Your task: Using the listing below, copy exactly the lines from the one containing "Append-only log backing" to the one containing "let len = file.metadata()?.len();", both lines included, and no others.

Data shown:
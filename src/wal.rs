use std::fs::{self, File, OpenOptions};
use std::io::{self, BufReader, BufWriter, Read, Write};
use std::path::{Path, PathBuf};

use tracing::warn;

use crate::model::Event;

/// Upper bound on one commit's payload. A length prefix above it can only come
/// from corruption.
pub const MAX_COMMIT_BYTES: usize = 16 * 1024 * 1024;

/// Frame header plus trailer: `u32` length and `u32` crc.
const FRAME_OVERHEAD: u64 = 8;

/// Append one commit as a single `[len][bincode: Vec<Event>][crc32]` frame.
/// Nothing is written to `buf` when encoding fails.
pub fn encode_commit(buf: &mut Vec<u8>, events: &[Event]) -> io::Result<()> {
    let payload =
        bincode::serialize(events).map_err(|e| io::Error::new(io::ErrorKind::InvalidData, e))?;
    if payload.len() > MAX_COMMIT_BYTES {
        return Err(io::Error::new(io::ErrorKind::InvalidData, "commit too large"));
    }
    let len = payload.len() as u32;
    buf.extend_from_slice(&len.to_le_bytes());
    buf.extend_from_slice(&payload);
    buf.extend_from_slice(&crc32fast::hash(&payload).to_le_bytes());
    Ok(())
}

/// Outcome of reading one framed entry.
enum Entry {
    Commit { events: Vec<Event>, bytes: u64 },
    /// Clean end of file.
    End,
    /// Truncated or corrupt tail (crash mid-write).
    Torn,
}

fn read_exact_or_eof(reader: &mut impl Read, buf: &mut [u8]) -> io::Result<bool> {
    match reader.read_exact(buf) {
        Ok(()) => Ok(true),
        Err(e) if e.kind() == io::ErrorKind::UnexpectedEof => Ok(false),
        Err(e) => Err(e),
    }
}

fn decode_entry(reader: &mut impl Read) -> io::Result<Entry> {
    let mut len_buf = [0u8; 4];
    if !read_exact_or_eof(reader, &mut len_buf)? {
        return Ok(Entry::End);
    }
    let len = u32::from_le_bytes(len_buf) as usize;
    if len > MAX_COMMIT_BYTES {
        return Ok(Entry::Torn);
    }

    let mut payload = vec![0u8; len];
    if !read_exact_or_eof(reader, &mut payload)? {
        return Ok(Entry::Torn);
    }
    let mut crc_buf = [0u8; 4];
    if !read_exact_or_eof(reader, &mut crc_buf)? {
        return Ok(Entry::Torn);
    }
    if u32::from_le_bytes(crc_buf) != crc32fast::hash(&payload) {
        return Ok(Entry::Torn);
    }
    match bincode::deserialize::<Vec<Event>>(&payload) {
        Ok(events) => Ok(Entry::Commit {
            events,
            bytes: len as u64 + FRAME_OVERHEAD,
        }),
        Err(_) => Ok(Entry::Torn),
    }
}

/// Intact events and the byte length of the intact prefix.
fn read_commits(path: &Path) -> io::Result<(Vec<Event>, u64)> {
    let file = match File::open(path) {
        Ok(f) => f,
        Err(e) if e.kind() == io::ErrorKind::NotFound => return Ok((Vec::new(), 0)),
        Err(e) => return Err(e),
    };
    let mut reader = BufReader::new(file);
    let mut events = Vec::new();
    let mut valid_len = 0u64;
    loop {
        match decode_entry(&mut reader)? {
            Entry::Commit { events: commit, bytes } => {
                events.extend(commit);
                valid_len += bytes;
            }
            Entry::End => break,
            Entry::Torn => {
                warn!(path = %path.display(), replayed = events.len(), "discarding torn WAL tail");
                break;
            }
        }
    }
    Ok((events, valid_len))
}

/// Append-only log backing `MemoryStore`.
///
/// Each entry holds every event of one unit of work, so a commit replays whole
/// or not at all. A batch of commits is written and fsynced together; if that
/// fails the file is cut back to where the batch began.
pub struct Wal {
    file: File,
    path: PathBuf,
    len: u64,
    appends_since_compact: u64,
}

impl Wal {
    pub fn open(path: &Path) -> io::Result<Self> {
        let file = OpenOptions::new().create(true).append(true).open(path)?;
        let len = file.metadata()?.len();
        Ok(Self {
            file,
            path: path.to_path_buf(),
            len,
            appends_since_compact: 0,
        })
    }

    /// Replay the log, drop any torn tail from disk, and open it for appends.
    pub fn recover(path: &Path) -> io::Result<(Self, Vec<Event>)> {
        let (events, valid_len) = read_commits(path)?;
        let wal = Self::open(path)?;
        if wal.len > valid_len {
            wal.file.set_len(valid_len)?;
            wal.file.sync_all()?;
        }
        Ok((
            Self {
                len: valid_len,
                ..wal
            },
            events,
        ))
    }

    /// Encode and fsync a single commit.
    #[cfg(test)]
    pub fn append(&mut self, events: &[Event]) -> io::Result<()> {
        let mut frame = Vec::new();
        encode_commit(&mut frame, events)?;
        self.append_commits(&frame, 1)
    }

    /// Write `commits` frames produced by [`encode_commit`] and fsync them.
    pub fn append_commits(&mut self, frames: &[u8], commits: u64) -> io::Result<()> {
        let written = self
            .file
            .write_all(frames)
            .and_then(|()| self.file.sync_all());
        if let Err(e) = written {
            if let Err(cut) = self.file.set_len(self.len).and_then(|()| self.file.sync_all()) {
                warn!(path = %self.path.display(), "failed to cut back WAL after write error: {cut}");
            }
            return Err(e);
        }
        self.len += frames.len() as u64;
        self.appends_since_compact += commits;
        Ok(())
    }

    pub fn path(&self) -> &Path {
        &self.path
    }

    /// Write a snapshot to a temp file next to the log and fsync it. Each event
    /// gets its own frame; the file is only renamed into place once complete.
    pub fn write_compact_file(path: &Path, events: &[Event]) -> io::Result<()> {
        let tmp_path = path.with_extension("wal.tmp");
        let mut writer = BufWriter::new(File::create(&tmp_path)?);
        let mut frame = Vec::new();
        for event in events {
            frame.clear();
            encode_commit(&mut frame, std::slice::from_ref(event))?;
            writer.write_all(&frame)?;
        }
        writer.flush()?;
        writer.get_ref().sync_all()?;
        Ok(())
    }

    /// Rename the snapshot over the log and reopen for appends.
    pub fn swap_compact_file(&mut self) -> io::Result<()> {
        let tmp_path = self.path.with_extension("wal.tmp");
        fs::rename(&tmp_path, &self.path)?;
        let file = OpenOptions::new()
            .create(true)
            .append(true)
            .open(&self.path)?;
        self.len = file.metadata()?.len();
        self.file = file;
        self.appends_since_compact = 0;
        Ok(())
    }

    /// Commits appended since the last compaction.
    pub fn appends_since_compact(&self) -> u64 {
        self.appends_since_compact
    }

    /// Read every event of every intact commit. A torn tail ends the replay
    /// without error.
    pub fn replay(path: &Path) -> io::Result<Vec<Event>> {
        Ok(read_commits(path)?.0)
    }
}
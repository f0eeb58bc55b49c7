use std::sync::Arc;
use std::time::Duration;

use tracing::{debug, warn};

use super::MemoryStore;

const CHECK_INTERVAL: Duration = Duration::from_secs(30);

/// Background task that rewrites the log once `threshold` appends have piled up
/// since the last compaction. Exits when the store is the only owner left.
pub async fn run_compactor(store: Arc<MemoryStore>, threshold: u64) {
    let mut interval = tokio::time::interval(CHECK_INTERVAL);
    interval.tick().await;
    loop {
        interval.tick().await;
        if Arc::strong_count(&store) == 1 {
            debug!("compactor stopping: store dropped");
            return;
        }
        if let Err(e) = compact_if_needed(&store, threshold).await {
            warn!("compaction failed: {e}");
        }
    }
}

/// Returns whether a compaction ran.
pub async fn compact_if_needed(store: &MemoryStore, threshold: u64) -> Result<bool, super::StoreError> {
    let appends = store.wal_appends_since_compact().await;
    if appends < threshold.max(1) {
        return Ok(false);
    }
    debug!(appends, threshold, "compacting WAL");
    store.compact().await?;
    Ok(true)
}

Result of this exercise:
/// Append-only log backing `MemoryStore`.
///
/// Each entry holds every event of one unit of work, so a commit replays whole
/// or not at all. A batch of commits is written and fsynced together; if that
/// fails the file is cut back to where the batch began.
pub struct Wal {
    file: File,
    path: PathBuf,
    len: u64,
    appends_since_compact: u64,
}

impl Wal {
    pub fn open(path: &Path) -> io::Result<Self> {
        let file = OpenOptions::new().create(true).append(true).open(path)?;
        let len = file.metadata()?.len();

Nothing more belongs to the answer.